Too early to endorse

Among the political figures who attended Suffolk County Legis. Kara Hahn’s CD1 launch in Stony Brook on Wednesday were the two most recent Democratic contenders for that seat, businessman Perry Gershon and scientist Nancy Goroff.

The Point checked in with the former candidates — both of whom lost to current gubernatorial hopeful Lee Zeldin in the general — to ask about how their presence should be interpreted, given that Goroff herself had been eyeing a run this cycle and there are multiple Democrats in the mix already who could receive their support.

"I’ve known Kara for years and was happy to attend her launch," said Goroff. "She will certainly be a formidable candidate."

Was she endorsing the legislature’s deputy presiding officer, and had she made a decision about a run herself?

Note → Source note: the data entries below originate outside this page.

use crate::{connection::ConnectionError, stream::StreamKind};

/// Errors surfaced by engine operations.
///
/// Ordering artifacts of the notification stream (unknown parents, defaults
/// naming entities not yet mirrored) are never errors; they are reconciled
/// silently. Everything here is local to the failing call.
#[derive(thiserror::Error, Debug)]
pub enum BackendError {
    /// The connection could not be built or the connect request could not
    /// be dispatched.
    #[error("connection failed: {0}")]
    ConnectionFailed(#[from] ConnectionError),

    /// A connect request failed synchronously before dispatch.
    #[error("connect request was not dispatched")]
    ConnectRejected,

    /// The operation needs an open engine.
    #[error("engine is not open")]
    NotOpen,

    /// No stream of the given kind at the given index.
    #[error("no {kind:?} stream with index {index}")]
    UnknownStream {
        /// Kind namespace that was searched.
        kind: StreamKind,
        /// Index that was not found.
        index: u32,
    },

    /// No stream with the given name in the expected cache.
    #[error("no {kind:?} stream named {name:?}")]
    UnknownName {
        /// Kind namespace that was searched.
        kind: StreamKind,
        /// Name that was not found.
        name: String,
    },

    /// The requested parent is absent from the endpoint cache the client
    /// kind requires, or the kind cannot be reparented at all.
    #[error("invalid parent {target} for {kind:?} stream {index}")]
    InvalidTarget {
        /// Client stream kind being moved.
        kind: StreamKind,
        /// Client stream index.
        index: u32,
        /// Rejected parent index.
        target: u32,
    },

    /// The operation does not apply to streams of this kind.
    #[error("operation not supported for {kind:?} streams")]
    UnsupportedKind {
        /// Offending kind.
        kind: StreamKind,
    },

    /// The stream has no monitor source to attach a level monitor to.
    #[error("no monitor source available for {kind:?} stream {index}")]
    NoMonitor {
        /// Stream kind.
        kind: StreamKind,
        /// Stream index.
        index: u32,
    },

    /// The server rejected the request at dispatch time.
    #[error("request was not dispatched")]
    RequestRejected,
}
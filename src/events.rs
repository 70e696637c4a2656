use crate::backend::BackendState;

/// Change events emitted by the engine.
///
/// Entity events carry the stable entity name; consumers fetch details
/// through the listing and lookup APIs. Emission is synchronous with the
/// mutation: by the time an observer sees the event, the caches already
/// reflect it.
#[derive(Debug, Clone, PartialEq, Eq)]
pub enum BackendEvent {
    /// A device entered the cache.
    DeviceAdded(String),
    /// A cached device was updated in place.
    DeviceChanged(String),
    /// A device left the cache.
    DeviceRemoved(String),

    /// A stream of any kind entered its cache.
    StreamAdded(String),
    /// A cached stream was updated in place.
    StreamChanged(String),
    /// A stream left its cache.
    StreamRemoved(String),

    /// The default capture endpoint resolved to a new entity.
    DefaultInputChanged(String),
    /// The default playback endpoint resolved to a new entity.
    DefaultOutputChanged(String),

    /// The engine moved to a new lifecycle state.
    StateChanged(BackendState),
}
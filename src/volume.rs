/// Highest level a channel may be set to (4.0 = +12 dB-ish overdrive).
pub const MAX_LEVEL: f64 = 4.0;

/// Multi-channel volume carried opaquely through the engine.
///
/// The engine never converts levels to decibels or hardware units; it only
/// validates and forwards them. 1.0 is the server's nominal level.
#[derive(Debug, Clone, PartialEq)]
pub struct Volume {
    levels: Vec<f64>,
}

impl Volume {
    /// Create a volume from per-channel levels.
    ///
    /// # Errors
    /// Returns an error if any level is outside `0.0..=MAX_LEVEL`.
    pub fn new(levels: Vec<f64>) -> Result<Self, VolumeError> {
        for (channel, &level) in levels.iter().enumerate() {
            if !(0.0..=MAX_LEVEL).contains(&level) {
                return Err(VolumeError::InvalidLevel { channel, level });
            }
        }
        Ok(Self { levels })
    }

    /// Create a volume with the same level on every channel.
    ///
    /// # Errors
    /// Returns an error if the level is outside `0.0..=MAX_LEVEL`.
    pub fn uniform(level: f64, channels: usize) -> Result<Self, VolumeError> {
        Self::new(vec![level; channels])
    }

    /// Single-channel volume.
    ///
    /// # Errors
    /// Returns an error if the level is outside `0.0..=MAX_LEVEL`.
    pub fn mono(level: f64) -> Result<Self, VolumeError> {
        Self::new(vec![level])
    }

    /// Two-channel volume.
    ///
    /// # Errors
    /// Returns an error if either level is outside `0.0..=MAX_LEVEL`.
    pub fn stereo(left: f64, right: f64) -> Result<Self, VolumeError> {
        Self::new(vec![left, right])
    }

    /// Level of one channel, if it exists.
    pub fn level(&self, channel: usize) -> Option<f64> {
        self.levels.get(channel).copied()
    }

    /// Replace the level of one channel.
    ///
    /// # Errors
    /// Returns an error for an out-of-range level or a missing channel.
    pub fn set_level(&mut self, channel: usize, level: f64) -> Result<(), VolumeError> {
        if !(0.0..=MAX_LEVEL).contains(&level) {
            return Err(VolumeError::InvalidLevel { channel, level });
        }
        match self.levels.get_mut(channel) {
            Some(slot) => {
                *slot = level;
                Ok(())
            }
            None => Err(VolumeError::NoSuchChannel { channel }),
        }
    }

    /// Mean level across all channels, 0.0 for an empty map.
    pub fn average(&self) -> f64 {
        if self.levels.is_empty() {
            0.0
        } else {
            self.levels.iter().sum::<f64>() / self.levels.len() as f64
        }
    }

    /// Number of channels.
    pub fn channels(&self) -> usize {
        self.levels.len()
    }

    /// All channel levels.
    pub fn as_slice(&self) -> &[f64] {
        &self.levels
    }
}

impl Default for Volume {
    fn default() -> Self {
        Self { levels: vec![1.0] }
    }
}

/// Volume validation errors.
#[derive(thiserror::Error, Debug, Clone, PartialEq)]
pub enum VolumeError {
    /// Level outside the accepted range.
    #[error("invalid level {level} for channel {channel} (must be 0.0-{MAX_LEVEL})")]
    InvalidLevel {
        /// Channel index.
        channel: usize,
        /// Rejected level.
        level: f64,
    },

    /// Channel index past the end of the map.
    #[error("no channel {channel} in volume")]
    NoSuchChannel {
        /// Channel index.
        channel: usize,
    },
}

#[cfg(test)]
mod tests {
    #![allow(clippy::unwrap_used)]

    use super::*;

    #[test]
    fn rejects_out_of_range_levels() {
        assert!(Volume::mono(-0.1).is_err());
        assert!(Volume::mono(MAX_LEVEL + 0.1).is_err());
        assert!(Volume::mono(MAX_LEVEL).is_ok());
    }

    #[test]
    fn average_over_channels() {
        let volume = Volume::stereo(0.5, 1.5).unwrap();
        assert!((volume.average() - 1.0).abs() < f64::EPSILON);
        assert_eq!(Volume::new(vec![]).unwrap().average(), 0.0);
    }

    #[test]
    fn set_level_validates_channel_and_range() {
        let mut volume = Volume::stereo(1.0, 1.0).unwrap();
        assert!(volume.set_level(1, 0.25).is_ok());
        assert_eq!(volume.level(1), Some(0.25));
        assert!(matches!(
            volume.set_level(2, 0.5),
            Err(VolumeError::NoSuchChannel { channel: 2 })
        ));
        assert!(matches!(
            volume.set_level(0, 9.0),
            Err(VolumeError::InvalidLevel { channel: 0, .. })
        ));
    }
}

"No news on that front today," Goroff replied.

Gershon said similarly that he liked Hahn "very much" and believed she’d be "a great nominee." However: "I am not endorsing any candidate this early."

He said he wanted to see the "strongest Democrat prevail."

Gershon noted that he made the stop en route from East Hampton to meet his sons at the Knicks playoff game at MSG — a losing effort, which Democrats hope won’t be the description in 2022 when their candidate faces voters.

"Very tough game," Gershon said about the Atlanta Hawks’ 14-point win.